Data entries
>>>>

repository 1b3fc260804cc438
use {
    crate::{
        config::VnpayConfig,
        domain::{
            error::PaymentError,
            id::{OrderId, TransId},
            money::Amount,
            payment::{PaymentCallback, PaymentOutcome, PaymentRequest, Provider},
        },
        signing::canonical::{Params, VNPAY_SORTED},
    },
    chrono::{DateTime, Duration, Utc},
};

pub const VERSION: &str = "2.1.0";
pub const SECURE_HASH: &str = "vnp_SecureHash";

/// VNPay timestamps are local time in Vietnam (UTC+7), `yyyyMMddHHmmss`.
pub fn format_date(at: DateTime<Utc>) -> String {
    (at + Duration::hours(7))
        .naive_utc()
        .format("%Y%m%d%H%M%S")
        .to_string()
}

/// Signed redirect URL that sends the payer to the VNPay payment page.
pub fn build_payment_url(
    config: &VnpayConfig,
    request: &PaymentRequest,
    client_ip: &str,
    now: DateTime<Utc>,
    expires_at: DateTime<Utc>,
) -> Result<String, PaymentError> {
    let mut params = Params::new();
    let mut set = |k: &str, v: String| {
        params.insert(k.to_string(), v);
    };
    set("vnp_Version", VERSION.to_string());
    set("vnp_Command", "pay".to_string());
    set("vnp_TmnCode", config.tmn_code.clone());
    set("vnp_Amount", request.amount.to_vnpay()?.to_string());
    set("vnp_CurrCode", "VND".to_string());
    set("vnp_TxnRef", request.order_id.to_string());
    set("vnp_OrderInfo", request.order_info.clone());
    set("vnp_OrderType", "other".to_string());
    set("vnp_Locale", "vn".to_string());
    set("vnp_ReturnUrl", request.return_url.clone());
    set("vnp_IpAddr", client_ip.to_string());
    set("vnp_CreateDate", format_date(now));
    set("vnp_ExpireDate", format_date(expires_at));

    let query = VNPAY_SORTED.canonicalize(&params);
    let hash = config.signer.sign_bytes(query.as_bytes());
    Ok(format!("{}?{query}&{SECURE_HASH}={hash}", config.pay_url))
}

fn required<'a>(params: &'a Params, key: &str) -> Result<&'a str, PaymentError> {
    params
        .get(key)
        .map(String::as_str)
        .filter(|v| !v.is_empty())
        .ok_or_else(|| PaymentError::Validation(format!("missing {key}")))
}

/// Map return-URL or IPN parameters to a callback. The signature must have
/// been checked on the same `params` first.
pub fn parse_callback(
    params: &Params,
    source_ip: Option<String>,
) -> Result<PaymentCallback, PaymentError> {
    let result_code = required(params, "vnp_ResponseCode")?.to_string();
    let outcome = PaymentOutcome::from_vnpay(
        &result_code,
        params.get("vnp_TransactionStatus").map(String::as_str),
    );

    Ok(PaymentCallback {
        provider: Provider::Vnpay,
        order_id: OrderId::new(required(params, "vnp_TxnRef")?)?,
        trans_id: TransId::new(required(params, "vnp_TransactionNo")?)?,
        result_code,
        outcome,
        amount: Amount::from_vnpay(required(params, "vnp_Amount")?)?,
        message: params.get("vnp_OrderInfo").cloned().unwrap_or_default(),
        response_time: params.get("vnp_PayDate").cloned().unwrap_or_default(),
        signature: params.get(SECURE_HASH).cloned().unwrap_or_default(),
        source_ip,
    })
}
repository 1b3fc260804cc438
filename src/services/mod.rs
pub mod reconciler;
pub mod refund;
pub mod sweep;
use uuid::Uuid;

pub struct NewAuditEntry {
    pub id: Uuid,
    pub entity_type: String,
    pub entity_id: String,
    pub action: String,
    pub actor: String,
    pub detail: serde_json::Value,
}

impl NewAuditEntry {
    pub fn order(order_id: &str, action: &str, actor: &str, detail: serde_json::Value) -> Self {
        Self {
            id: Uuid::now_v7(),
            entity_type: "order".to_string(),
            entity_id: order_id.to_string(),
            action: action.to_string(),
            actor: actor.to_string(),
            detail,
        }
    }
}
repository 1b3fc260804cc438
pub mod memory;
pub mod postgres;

<<<<

TASK PROMPT: Provide a faithful, complete copy of the entries above.

TASK SOLUTION:
repository 1b3fc260804cc438
use {
    crate::{
        config::VnpayConfig,
        domain::{
            error::PaymentError,
            id::{OrderId, TransId},
            money::Amount,
            payment::{PaymentCallback, PaymentOutcome, PaymentRequest, Provider},
        },
        signing::canonical::{Params, VNPAY_SORTED},
    },
    chrono::{DateTime, Duration, Utc},
};

pub const VERSION: &str = "2.1.0";
pub const SECURE_HASH: &str = "vnp_SecureHash";

/// VNPay timestamps are local time in Vietnam (UTC+7), `yyyyMMddHHmmss`.
pub fn format_date(at: DateTime<Utc>) -> String {
    (at + Duration::hours(7))
        .naive_utc()
        .format("%Y%m%d%H%M%S")
        .to_string()
}

/// Signed redirect URL that sends the payer to the VNPay payment page.
pub fn build_payment_url(
    config: &VnpayConfig,
    request: &PaymentRequest,
    client_ip: &str,
    now: DateTime<Utc>,
    expires_at: DateTime<Utc>,
) -> Result<String, PaymentError> {
    let mut params = Params::new();
    let mut set = |k: &str, v: String| {
        params.insert(k.to_string(), v);
    };
    set("vnp_Version", VERSION.to_string());
    set("vnp_Command", "pay".to_string());
    set("vnp_TmnCode", config.tmn_code.clone());
    set("vnp_Amount", request.amount.to_vnpay()?.to_string());
    set("vnp_CurrCode", "VND".to_string());
    set("vnp_TxnRef", request.order_id.to_string());
    set("vnp_OrderInfo", request.order_info.clone());
    set("vnp_OrderType", "other".to_string());
    set("vnp_Locale", "vn".to_string());
    set("vnp_ReturnUrl", request.return_url.clone());
    set("vnp_IpAddr", client_ip.to_string());
    set("vnp_CreateDate", format_date(now));
    set("vnp_ExpireDate", format_date(expires_at));

    let query = VNPAY_SORTED.canonicalize(&params);
    let hash = config.signer.sign_bytes(query.as_bytes());
    Ok(format!("{}?{query}&{SECURE_HASH}={hash}", config.pay_url))
}

fn required<'a>(params: &'a Params, key: &str) -> Result<&'a str, PaymentError> {
    params
        .get(key)
        .map(String::as_str)
        .filter(|v| !v.is_empty())
        .ok_or_else(|| PaymentError::Validation(format!("missing {key}")))
}

/// Map return-URL or IPN parameters to a callback. The signature must have
/// been checked on the same `params` first.
pub fn parse_callback(
    params: &Params,
    source_ip: Option<String>,
) -> Result<PaymentCallback, PaymentError> {
    let result_code = required(params, "vnp_ResponseCode")?.to_string();
    let outcome = PaymentOutcome::from_vnpay(
        &result_code,
        params.get("vnp_TransactionStatus").map(String::as_str),
    );

    Ok(PaymentCallback {
        provider: Provider::Vnpay,
        order_id: OrderId::new(required(params, "vnp_TxnRef")?)?,
        trans_id: TransId::new(required(params, "vnp_TransactionNo")?)?,
        result_code,
        outcome,
        amount: Amount::from_vnpay(required(params, "vnp_Amount")?)?,
        message: params.get("vnp_OrderInfo").cloned().unwrap_or_default(),
        response_time: params.get("vnp_PayDate").cloned().unwrap_or_default(),
        signature: params.get(SECURE_HASH).cloned().unwrap_or_default(),
        source_ip,
    })
}
repository 1b3fc260804cc438
filename src/services/mod.rs
pub mod reconciler;
pub mod refund;
pub mod sweep;
use uuid::Uuid;

pub struct NewAuditEntry {
    pub id: Uuid,
    pub entity_type: String,
    pub entity_id: String,
    pub action: String,
    pub actor: String,
    pub detail: serde_json::Value,
}

impl NewAuditEntry {
    pub fn order(order_id: &str, action: &str, actor: &str, detail: serde_json::Value) -> Self {
        Self {
            id: Uuid::now_v7(),
            entity_type: "order".to_string(),
            entity_id: order_id.to_string(),
            action: action.to_string(),
            actor: actor.to_string(),
            detail,
        }
    }
}
repository 1b3fc260804cc438
pub mod memory;
pub mod postgres;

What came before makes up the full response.